FORSETT, Richard (by 1526-61), of London and St. Marylebone, Mdx.

Published in The History of Parliament: the House of Commons 1509-1558, ed. S.T. Bindoff, 1982
Available from Boydell and Brewer

Constituency

Dates

Apr. 1554
Nov. 1554

Family and Education

b. by 1526. educ. G. Inn, adm. June 1540, called 1542, ancient 1552. m. by Aug. 1548, Margaret, 5 or 6s. inc. Edward 3da.1

Offices Held

Autumn reader, G. Inn 1557.

Surveyor, ct. augmentations, unknown lands by 1547, Staffs. by 1548-52 or later; commr. chantries, Salop, Staffs. 1548; common pleader, London ?1556-d.2

Biography

Richard Forsett’s parentage is uncertain; he could have been a nephew, but almost certainly not the son, of Edward Forsett of Lincoln’s Inn and Lincolnshire. He was admitted to Gray’s Inn in the same year as William Cecil, to whom he probably owed much of his advancement. No record of any Forsetts in Staffordshire has been found, and apart from his service on the chantry commission and as a surveyor in the county Forsett spent most of his life in or near the capital.

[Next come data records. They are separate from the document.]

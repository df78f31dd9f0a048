//! Channel manager: the mutable catalog of upstream endpoints plus the
//! global failed-key cooldown table.
//!
//! Grounded on the teacher's global-state idiom (a `once_cell`-backed
//! `Arc<Mutex<..>>`, swept by a background task) generalized from a single
//! rate-limit counter to a per-key failure table, and on its
//! `Vec<Upstream>`/`Vec<ModelCfg>` catalog shape generalized to three
//! partitioned channel lists.

use std::collections::HashMap;
use std::sync::{Arc, RwLock};
use std::time::{Duration, SystemTime, UNIX_EPOCH};

use crate::config::{Channel, ChannelCatalog, ServiceType};

const FAILED_KEY_BASE_WINDOW: Duration = Duration::from_secs(5 * 60);
const FAILED_KEY_MAX_COUNT: u32 = 3;

#[derive(Debug, Clone, Copy, PartialEq, Eq)]
pub enum ChannelKind {
    Messages,
    Responses,
    Gemini,
}

/// Lightweight view of a channel returned by the public getters — callers
/// never receive a reference into internal state.
#[derive(Debug, Clone)]
pub struct ChannelInfo {
    pub index: usize,
    pub channel: Channel,
    pub effective_priority: i64,
}

#[derive(Debug, Clone)]
struct FailedKey {
    timestamp: SystemTime,
    failure_count: u32,
}

impl FailedKey {
    fn recovery_window(&self) -> Duration {
        if self.failure_count <= FAILED_KEY_MAX_COUNT {
            FAILED_KEY_BASE_WINDOW
        } else {
            FAILED_KEY_BASE_WINDOW * 2
        }
    }

    fn is_active(&self, now: SystemTime) -> bool {
        now.duration_since(self.timestamp)
            .map(|elapsed| elapsed < self.recovery_window())
            .unwrap_or(true)
    }
}

pub struct ChannelManager {
    catalog: RwLock<ChannelCatalog>,
    failed_keys: RwLock<HashMap<String, FailedKey>>,
}

impl ChannelManager {
    pub fn new(catalog: ChannelCatalog) -> Arc<Self> {
        Arc::new(Self {
            catalog: RwLock::new(catalog),
            failed_keys: RwLock::new(HashMap::new()),
        })
    }

    pub fn load_channels(&self, catalog: ChannelCatalog) {
        *self.catalog.write().unwrap() = catalog;
    }

    pub fn count(&self) -> usize {
        let catalog = self.catalog.read().unwrap();
        catalog.messages.len() + catalog.responses.len() + catalog.gemini.len()
    }

    fn list_for<'a>(catalog: &'a ChannelCatalog, kind: ChannelKind) -> &'a Vec<Channel> {
        match kind {
            ChannelKind::Messages => &catalog.messages,
            ChannelKind::Responses => &catalog.responses,
            ChannelKind::Gemini => &catalog.gemini,
        }
    }

    fn default_service_type(kind: ChannelKind) -> ServiceType {
        default_service_type_for_kind(kind)
    }

    /// Defensive copy of one partition's raw list, in on-disk order.
    pub fn get_channels(&self, kind: ChannelKind) -> Vec<Channel> {
        let catalog = self.catalog.read().unwrap();
        Self::list_for(&catalog, kind).clone()
    }

    pub fn get_channel(&self, kind: ChannelKind, index: usize) -> Option<Channel> {
        let catalog = self.catalog.read().unwrap();
        Self::list_for(&catalog, kind).get(index).cloned()
    }

    /// Channels eligible to serve a request of the given kind, per the
    /// service-type resolution and fallback rules: `messages` prefers
    /// native Claude channels, falling back to Claude-typed entries
    /// parked in the `responses` list; `responses` prefers OpenAI
    /// channels (responses list, then messages list) and only falls back
    /// to Claude channels — which then need protocol conversion — when no
    /// OpenAI channel exists anywhere; `gemini` only ever draws from the
    /// gemini list.
    pub fn get_active_channels(&self, kind: ChannelKind) -> Vec<ChannelInfo> {
        let catalog = self.catalog.read().unwrap();
        let now_ms = now_millis();

        let candidates: Vec<(usize, &Channel, ChannelKind)> = match kind {
            ChannelKind::Messages => {
                let primary = active_with_type(
                    &catalog.messages,
                    ServiceType::Claude,
                    Self::default_service_type(ChannelKind::Messages),
                    ChannelKind::Messages,
                );
                if !primary.is_empty() {
                    primary
                } else {
                    active_with_type(
                        &catalog.responses,
                        ServiceType::Claude,
                        Self::default_service_type(ChannelKind::Responses),
                        ChannelKind::Responses,
                    )
                }
            }
            ChannelKind::Responses => {
                let mut openai = active_with_type(
                    &catalog.responses,
                    ServiceType::OpenAI,
                    Self::default_service_type(ChannelKind::Responses),
                    ChannelKind::Responses,
                );
                openai.extend(active_with_type(
                    &catalog.messages,
                    ServiceType::OpenAI,
                    Self::default_service_type(ChannelKind::Messages),
                    ChannelKind::Messages,
                ));
                if !openai.is_empty() {
                    openai
                } else {
                    let mut claude = active_with_type(
                        &catalog.responses,
                        ServiceType::Claude,
                        Self::default_service_type(ChannelKind::Responses),
                        ChannelKind::Responses,
                    );
                    claude.extend(active_with_type(
                        &catalog.messages,
                        ServiceType::Claude,
                        Self::default_service_type(ChannelKind::Messages),
                        ChannelKind::Messages,
                    ));
                    claude
                }
            }
            ChannelKind::Gemini => active_with_type(
                &catalog.gemini,
                ServiceType::Gemini,
                Self::default_service_type(ChannelKind::Gemini),
                ChannelKind::Gemini,
            ),
        };

        let mut infos: Vec<ChannelInfo> = candidates
            .into_iter()
            .map(|(index, channel, _source_kind)| {
                let (tier, priority) = channel.effective_priority(now_ms, index);
                ChannelInfo {
                    index,
                    channel: channel.clone(),
                    effective_priority: tier * 1_000_000 + priority,
                }
            })
            .collect();
        infos.sort_by_key(|info| info.effective_priority);
        infos
    }

    pub fn add(&self, kind: ChannelKind, mut channel: Channel) -> usize {
        if channel.id.trim().is_empty() {
            channel.id = uuid::Uuid::new_v4().to_string();
        }
        let mut catalog = self.catalog.write().unwrap();
        let list = match kind {
            ChannelKind::Messages => &mut catalog.messages,
            ChannelKind::Responses => &mut catalog.responses,
            ChannelKind::Gemini => &mut catalog.gemini,
        };
        list.push(channel);
        list.len() - 1
    }

    pub fn update(&self, kind: ChannelKind, index: usize, channel: Channel) -> Result<(), String> {
        let mut catalog = self.catalog.write().unwrap();
        let list = match kind {
            ChannelKind::Messages => &mut catalog.messages,
            ChannelKind::Responses => &mut catalog.responses,
            ChannelKind::Gemini => &mut catalog.gemini,
        };
        let slot = list
            .get_mut(index)
            .ok_or_else(|| format!("no channel at index {index}"))?;
        *slot = channel;
        Ok(())
    }

    pub fn delete(&self, kind: ChannelKind, index: usize) -> Result<Channel, String> {
        let mut catalog = self.catalog.write().unwrap();
        let list = match kind {
            ChannelKind::Messages => &mut catalog.messages,
            ChannelKind::Responses => &mut catalog.responses,
            ChannelKind::Gemini => &mut catalog.gemini,
        };
        if index >= list.len() {
            return Err(format!("no channel at index {index}"));
        }
        Ok(list.remove(index))
    }

    /// First enabled, non-blank key on `channel` that is neither in the
    /// caller's locally-failed set nor the global cooldown table. When
    /// every key is failed, returns the oldest failure as a last-chance
    /// retry rather than giving up outright.
    pub fn get_next_api_key(
        &self,
        channel: &Channel,
        locally_failed: &[String],
    ) -> Result<String, String> {
        let usable: Vec<&str> = channel
            .api_keys
            .iter()
            .filter(|k| k.enabled && !k.key.is_empty())
            .map(|k| k.key.as_str())
            .collect();
        if usable.is_empty() {
            return Err("channel has no usable keys".to_string());
        }

        let failed = self.failed_keys.read().unwrap();
        let now = SystemTime::now();

        for key in &usable {
            let locally_bad = locally_failed.iter().any(|k| k == key);
            let globally_bad = failed
                .get(*key)
                .map(|f| f.is_active(now))
                .unwrap_or(false);
            if !locally_bad && !globally_bad {
                return Ok(key.to_string());
            }
        }

        usable
            .iter()
            .min_by_key(|key| {
                failed
                    .get(**key)
                    .map(|f| f.timestamp)
                    .unwrap_or(UNIX_EPOCH)
            })
            .map(|key| key.to_string())
            .ok_or_else(|| "channel has no usable keys".to_string())
    }

    pub fn mark_key_failed(&self, key: &str) {
        let mut failed = self.failed_keys.write().unwrap();
        let entry = failed.entry(key.to_string()).or_insert(FailedKey {
            timestamp: SystemTime::now(),
            failure_count: 0,
        });
        entry.failure_count += 1;
        entry.timestamp = SystemTime::now();
    }

    /// Drop cooldown entries that are no longer active. Intended to be
    /// driven by a periodic sweeper (default interval 1 minute).
    pub fn sweep_failed_keys(&self) {
        let now = SystemTime::now();
        let mut failed = self.failed_keys.write().unwrap();
        failed.retain(|_, f| f.is_active(now));
    }

    #[cfg(test)]
    pub fn failed_key_count(&self) -> usize {
        self.failed_keys.read().unwrap().len()
    }
}

fn active_with_type<'a>(
    list: &'a [Channel],
    want: ServiceType,
    default_for_list: ServiceType,
    _kind: ChannelKind,
) -> Vec<(usize, &'a Channel, ChannelKind)> {
    list.iter()
        .enumerate()
        .filter(|(_, ch)| {
            ch.status != crate::config::ChannelStatus::Disabled
                && ch.resolved_service_type(default_for_list) == want
        })
        .map(|(i, ch)| (i, ch, _kind))
        .collect()
}

/// Per-list default when an entry's `serviceType` is empty.
pub fn default_service_type_for_kind(kind: ChannelKind) -> ServiceType {
    match kind {
        ChannelKind::Messages => ServiceType::Claude,
        ChannelKind::Responses => ServiceType::OpenAI,
        ChannelKind::Gemini => ServiceType::Gemini,
    }
}

fn now_millis() -> i64 {
    SystemTime::now()
        .duration_since(UNIX_EPOCH)
        .map(|d| d.as_millis() as i64)
        .unwrap_or(0)
}

#[cfg(test)]
mod tests {
    use super::*;
    use crate::config::{ApiKey, AuthType, ChannelStatus};

    fn channel(id: &str, service_type: Option<ServiceType>) -> Channel {
        Channel {
            id: id.to_string(),
            name: id.to_string(),
            service_type,
            base_urls: vec!["https://example.com".to_string()],
            api_keys: vec![ApiKey {
                key: format!("{id}-key"),
                enabled: true,
            }],
            auth_type: Some(AuthType::XApiKey),
            priority: 0,
            status: ChannelStatus::Active,
            promotion_until: None,
            model_mapping: Default::default(),
            low_quality: false,
            insecure_skip_verify: false,
        }
    }

    #[test]
    fn service_type_preference_messages_and_responses() {
        let catalog = ChannelCatalog {
            messages: vec![channel("claude-1", Some(ServiceType::Claude))],
            responses: vec![channel("openai-1", Some(ServiceType::OpenAI))],
            gemini: vec![],
        };
        let mgr = ChannelManager::new(catalog);

        let responses = mgr.get_active_channels(ChannelKind::Responses);
        assert_eq!(responses.len(), 1);
        assert_eq!(responses[0].channel.id, "openai-1");

        let messages = mgr.get_active_channels(ChannelKind::Messages);
        assert_eq!(messages.len(), 1);
        assert_eq!(messages[0].channel.id, "claude-1");
    }

    #[test]
    fn default_service_type_for_empty_field() {
        let catalog = ChannelCatalog {
            messages: vec![],
            responses: vec![channel("implicit-openai", None)],
            gemini: vec![],
        };
        let mgr = ChannelManager::new(catalog);
        let responses = mgr.get_active_channels(ChannelKind::Responses);
        assert_eq!(responses.len(), 1);
        assert_eq!(responses[0].channel.id, "implicit-openai");
    }

    #[test]
    fn responses_falls_back_to_claude_when_no_openai_exists() {
        let catalog = ChannelCatalog {
            messages: vec![channel("claude-only", Some(ServiceType::Claude))],
            responses: vec![],
            gemini: vec![],
        };
        let mgr = ChannelManager::new(catalog);
        let responses = mgr.get_active_channels(ChannelKind::Responses);
        assert_eq!(responses.len(), 1);
        assert_eq!(responses[0].channel.id, "claude-only");
    }

    #[test]
    fn key_rotation_avoids_failed_key_until_window_lapses() {
        let ch = channel("c1", Some(ServiceType::Claude));
        let catalog = ChannelCatalog {
            messages: vec![ch.clone()],
            responses: vec![],
            gemini: vec![],
        };
        let mgr = ChannelManager::new(catalog);
        let key = ch.api_keys[0].key.clone();

        mgr.mark_key_failed(&key);
        // Only key on the channel is now failed: fallback to last-chance retry.
        let got = mgr.get_next_api_key(&ch, &[]).unwrap();
        assert_eq!(got, key);
        assert_eq!(mgr.failed_key_count(), 1);
    }

    #[test]
    fn default_priority_channels_sort_by_list_position() {
        let catalog = ChannelCatalog {
            messages: vec![
                channel("first", Some(ServiceType::Claude)),
                channel("second", Some(ServiceType::Claude)),
                channel("third", Some(ServiceType::Claude)),
            ],
            responses: vec![],
            gemini: vec![],
        };
        let mgr = ChannelManager::new(catalog);
        let ordered = mgr.get_active_channels(ChannelKind::Messages);
        let ids: Vec<&str> = ordered.iter().map(|info| info.channel.id.as_str()).collect();
        assert_eq!(ids, vec!["first", "second", "third"]);
    }
}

It was presumably as a rising lawyer that he sought election to the first Parliament of Edward VI’s reign and as a crown official that he procured a seat at Stafford: the King’s secretary (Sir) William Paget took the senior knighthood for Staffordshire on this occasion, but Forsett was probably beholden to a colleague at Gray’s Inn, William Stanford, one of the town’s Members in the two preceding Parliaments but in 1547 returned for another borough susceptible to the influence of Henry, Baron Stafford. An honorary member of Gray’s Inn as well as recorder of Stafford, this nobleman may well have supported Forsett’s election as he was then seeking his own restoration in blood and recognition as a peer: an Act to this effect (1 Edw. VI, no. 18) was to be passed during the first session. The Journal throws no light on Forsett’s activity in the House. Although in 1548 he and his wife joined with the future Duke of Northumberland in the purchase of some former chantry property in Hertfordshire worth 40s. a year, Forsett is not known to have been returned to the Parliament of March 1553: not all the names for this Parliament survive but those for Staffordshire and its three boroughs are known and Forsett’s is not among them.3

By 1549 Forsett was living, as he continued to do for the rest of his life, in St. Andrew’s parish, Holborn, not far from Gray’s Inn. In 1555 he was described as ‘farmer of the King and Queen of their manor of Marylebone’ in an action in the court of requests which was settled by arbitration; Forsett later took a lease of the manor and rectory, but the formalities had not been completed by the time of his death. He was assessed at £50 in goods in Holborn for the subsidy of 1557 and obtained a certificate to acquit him of having to contribute to the subsidy in Marylebone also. He presumably practised as a barrister, and he became a common pleader to the city of London. He sat in Parliament twice under Mary, each time for a borough with which he had no personal link. At Heytesbury, where his name was inserted on the indenture over an erasure, he probably owed his place to the sheriff John Erneley, whose family had numerous ties with Gray’s Inn, and at Bossiney, where he was chosen with his friend George Harrison, he may have been recommended by Cecil to the high steward of the duchy, the 1st Earl of Bedford. Forsett was to reappear in the Commons on the accession of Elizabeth and but for his early death he might have become an old parliamentary hand.4

Forsett made his will on 5 July 1561, providing for his family and leaving money to Cecil and to Gilbert Gerard, both of whom he asked to take a son into service. The will was witnessed by George Harrison. He was presumably the ‘Master Phassett gentleman’ buried eight days later at St. Andrew’s, Holborn, and by the end of the month he had been replaced as one of London’s common pleaders. His widow married, first Roger Amyce, and later William Massey.5

Ref Volumes: 1509-1558

Author: D. F. Coros

Notes

  • 1. Date of birth estimated from education. PCC 31 Loftes, 32 Martyn; J. C. Wedgwood, Staffs. Parl. Hist. (Wm. Salt Arch. Soc.) i. 324; CPR, 1549-50, p. 31; The Gen. n.s. xxi. 107-13.
  • 2. CPR, 1548-9, p. 137; Harl 1912, f. 176v; Stowe 571, f. 11v; VCH Staffs. iii. 291 n. 25.
  • 3. CPR, 1548-9, p. 31; E315/296, f. 74v.
  • 4. CPR, 1549-51, p. 145; E115/151/143; Req. 2/23/7; The Gen. n.s. xxi. 113; C219/22/96; City of London RO, Guildhall, rep. 13(2), f. 389v.
  • 5. PCC 31 Loftes, 32 Martyn; City of London RO, rep. 14, f. 515v; Machyn’s Diary (Cam. Soc. xlii), 263.